SOURCE DATA: Begin
//! Namespaced, typed access to a shared key-value store.

use std::{fmt, sync::Arc};

use bytes::Bytes;
use serde::{Serialize, de::DeserializeOwned};
use tokio::task::JoinHandle;

use crate::{
    blocking::block_on,
    codec::{self, CodecError, JsonObjectCodec, ObjectCodec, Value},
    traits::{KeyValueClient, StoreError},
};

/// Prefix `raw_key` with `bucket` unless it already carries the prefix.
///
/// Idempotent: `key_for(b, &key_for(b, k)) == key_for(b, k)`.
#[must_use]
pub fn key_for(bucket: &str, raw_key: &str) -> String {
    if raw_key
        .strip_prefix(bucket)
        .is_some_and(|rest| rest.starts_with(':'))
    {
        raw_key.to_string()
    } else {
        format!("{bucket}:{raw_key}")
    }
}

/// A named partition of a key-value store.
///
/// Every key is passed through [`key_for`], and every value is stored in
/// the tagged wire format.
#[derive(Clone)]
pub struct Bucket {
    name: Arc<str>,
    client: Arc<dyn KeyValueClient>,
    objects: Arc<dyn ObjectCodec>,
}

impl fmt::Debug for Bucket {
    fn fmt(&self, f: &mut fmt::Formatter<'_>) -> fmt::Result {
        f.debug_struct("Bucket")
            .field("name", &self.name)
            .field("object_codec", &self.objects.codec_id())
            .finish_non_exhaustive()
    }
}

impl Bucket {
    /// Create a bucket using the JSON object codec.
    #[must_use]
    pub fn new(name: impl Into<Arc<str>>, client: Arc<dyn KeyValueClient>) -> Self {
        Self {
            name: name.into(),
            client,
            objects: Arc::new(JsonObjectCodec),
        }
    }

    /// Replace the codec used for the `Object` kind.
    #[must_use]
    pub fn with_object_codec(mut self, codec: Arc<dyn ObjectCodec>) -> Self {
        self.objects = codec;
        self
    }

    #[must_use]
    pub fn name(&self) -> &str {
        &self.name
    }

    /// Namespaced key for `raw_key`.
    #[must_use]
    pub fn key(&self, raw_key: &str) -> String {
        key_for(&self.name, raw_key)
    }

    /// Store a value, optionally expiring after `expire_seconds`.
    ///
    /// A zero expiry means no expiry.
    ///
    /// # Errors
    /// Returns error if the store call fails.
    pub async fn set(
        &self,
        key: &str,
        value: impl Into<Value> + Send,
        expire_seconds: Option<u64>,
    ) -> Result<(), StoreError> {
        let key = self.key(key);
        let stored = codec::encode_to_wire(&value.into());
        let ttl = expire_seconds
            .filter(|s| *s > 0)
            .map(std::time::Duration::from_secs);
        tracing::trace!(%key, len = stored.len(), ?ttl, "bucket set");
        self.client.set(&key, stored, ttl).await
    }

    /// Store a serializable object under the `Object` kind.
    ///
    /// # Errors
    /// Returns error if serialization or the store call fails.
    pub async fn set_object<T>(
        &self,
        key: &str,
        value: &T,
        expire_seconds: Option<u64>,
    ) -> Result<(), StoreError>
    where
        T: Serialize + Sync + ?Sized,
    {
        let json = serde_json::to_value(value).map_err(|e| CodecError::Object {
            codec_id: self.objects.codec_id().to_string(),
            detail: e.to_string(),
        })?;
        let bytes = self.objects.serialize(&json)?;
        self.set(key, Value::Object(Bytes::from(bytes)), expire_seconds)
            .await
    }

    /// Remove a key.
    ///
    /// # Errors
    /// Returns error if the store call fails.
    pub async fn del(&self, key: &str) -> Result<(), StoreError> {
        let key = self.key(key);
        self.client.delete(&[key.as_str()]).await.map(|_| ())
    }

    /// Remove several keys in one call.
    ///
    /// # Errors
    /// Returns error if the store call fails.
    pub async fn del_many(&self, keys: &[&str]) -> Result<(), StoreError> {
        let keys: Vec<String> = keys.iter().map(|k| self.key(k)).collect();
        let refs: Vec<&str> = keys.iter().map(String::as_str).collect();
        self.client.delete(&refs).await.map(|_| ())
    }

    /// Reset a key's time to live.
    ///
    /// # Errors
    /// Returns error if the store call fails.
    pub async fn expire(&self, key: &str, expire_seconds: u64) -> Result<(), StoreError> {
        let key = self.key(key);
        self.client.expire(&key, expire_seconds).await.map(|_| ())
    }

    /// Fetch and decode a value. Missing keys are `None`.
    ///
    /// # Errors
    /// Returns error if the store call or decoding fails.
    pub async fn get(&self, key: &str) -> Result<Option<Value>, StoreError> {
        let key = self.key(key);
        match self.client.get(&key).await? {
            Some(stored) => Ok(Some(codec::decode_wire(stored)?)),
            None => Ok(None),
        }
    }

    /// Fetch a value and convert it. Missing keys and stored nulls are `None`.
    ///
    /// # Errors
    /// Returns error if the stored kind does not match `T`.
    pub async fn get_as<T>(&self, key: &str) -> Result<Option<T>, StoreError>
    where
        T: TryFrom<Value, Error = CodecError>,
    {
        match self.get(key).await? {
            None | Some(Value::Null) => Ok(None),
            Some(value) => Ok(Some(T::try_from(value)?)),
        }
    }

    /// Fetch a string value.
    ///
    /// # Errors
    /// Returns error if the stored value is not a string.
    pub async fn get_string(&self, key: &str) -> Result<Option<String>, StoreError> {
        self.get_as::<String>(key).await
    }

    /// Fetch a raw buffer without copying it.
    ///
    /// # Errors
    /// Returns error if the stored value is not a raw buffer or object bytes.
    pub async fn get_raw(&self, key: &str) -> Result<Option<Bytes>, StoreError> {
        self.get_as::<Bytes>(key).await
    }

    /// Fetch and deserialize an object stored with [`set_object`](Self::set_object).
    ///
    /// # Errors
    /// Returns error if the value is not an object or does not deserialize as `T`.
    pub async fn get_object<T: DeserializeOwned>(&self, key: &str) -> Result<Option<T>, StoreError> {
        let value = match self.get(key).await? {
            None | Some(Value::Null) => return Ok(None),
            Some(Value::Object(bytes)) => bytes,
            Some(other) => {
                return Err(CodecError::Mismatch {
                    expected: "object",
                    found: other.kind_name(),
                }
                .into());
            }
        };
        let json = self.objects.deserialize(&value)?;
        serde_json::from_value(json)
            .map(Some)
            .map_err(|e| {
                CodecError::Object {
                    codec_id: self.objects.codec_id().to_string(),
                    detail: e.to_string(),
                }
                .into()
            })
    }

    /// Blocking [`set`](Self::set).
    ///
    /// # Errors
    /// See [`set`](Self::set).
    pub fn set_blocking(
        &self,
        key: &str,
        value: impl Into<Value> + Send,
        expire_seconds: Option<u64>,
    ) -> Result<(), StoreError> {
        block_on(self.set(key, value, expire_seconds))
    }

    /// Blocking [`get`](Self::get).
    ///
    /// # Errors
    /// See [`get`](Self::get).
    pub fn get_blocking(&self, key: &str) -> Result<Option<Value>, StoreError> {
        block_on(self.get(key))
    }

    /// Blocking [`get_string`](Self::get_string).
    ///
    /// # Errors
    /// See [`get_string`](Self::get_string).
    pub fn get_string_blocking(&self, key: &str) -> Result<Option<String>, StoreError> {
        block_on(self.get_string(key))
    }

    /// Blocking [`get_raw`](Self::get_raw).
    ///
    /// # Errors
    /// See [`get_raw`](Self::get_raw).
    pub fn get_raw_blocking(&self, key: &str) -> Result<Option<Bytes>, StoreError> {
        block_on(self.get_raw(key))
    }

    /// Fetch a value in the background and hand the result to `callback`.
    ///
    /// Must be called from within a Tokio runtime. Callbacks for separate
    /// calls run in completion order, not issue order.
    pub fn get_with<F>(&self, key: &str, callback: F) -> JoinHandle<()>
    where
        F: FnOnce(Result<Option<Value>, StoreError>) + Send + 'static,
    {
        let bucket = self.clone();
        let key = key.to_string();
        tokio::spawn(async move { callback(bucket.get(&key).await) })
    }

    /// Fetch a raw buffer in the background and hand the result to `callback`.
    ///
    /// Must be called from within a Tokio runtime.
    pub fn get_raw_with<F>(&self, key: &str, callback: F) -> JoinHandle<()>
    where
        F: FnOnce(Result<Option<Bytes>, StoreError>) + Send + 'static,
    {
        let bucket = self.clone();
        let key = key.to_string();
        tokio::spawn(async move { callback(bucket.get_raw(&key).await) })
    }
}

#[cfg(test)]
mod tests {
    use super::*;

    #[test]
    fn test_key_for_prefixes() {
        assert_eq!(key_for("cache", "user:1"), "cache:user:1");
    }

    #[test]
    fn test_key_for_is_idempotent() {
        let once = key_for("cache", "k");
        assert_eq!(key_for("cache", &once), once);
    }

    #[test]
    fn test_key_for_requires_separator() {
        // Shares the bucket name as a prefix but not the separator.
        assert_eq!(key_for("cache", "cached"), "cache:cached");
        assert_eq!(key_for("cache", "cache"), "cache:cache");
    }
}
SOURCE DATA: End
Gather up every line from the listing above in which the word "JoinHandle" occurs.

use tokio::task::JoinHandle;
    pub fn get_with<F>(&self, key: &str, callback: F) -> JoinHandle<()>
    pub fn get_raw_with<F>(&self, key: &str, callback: F) -> JoinHandle<()>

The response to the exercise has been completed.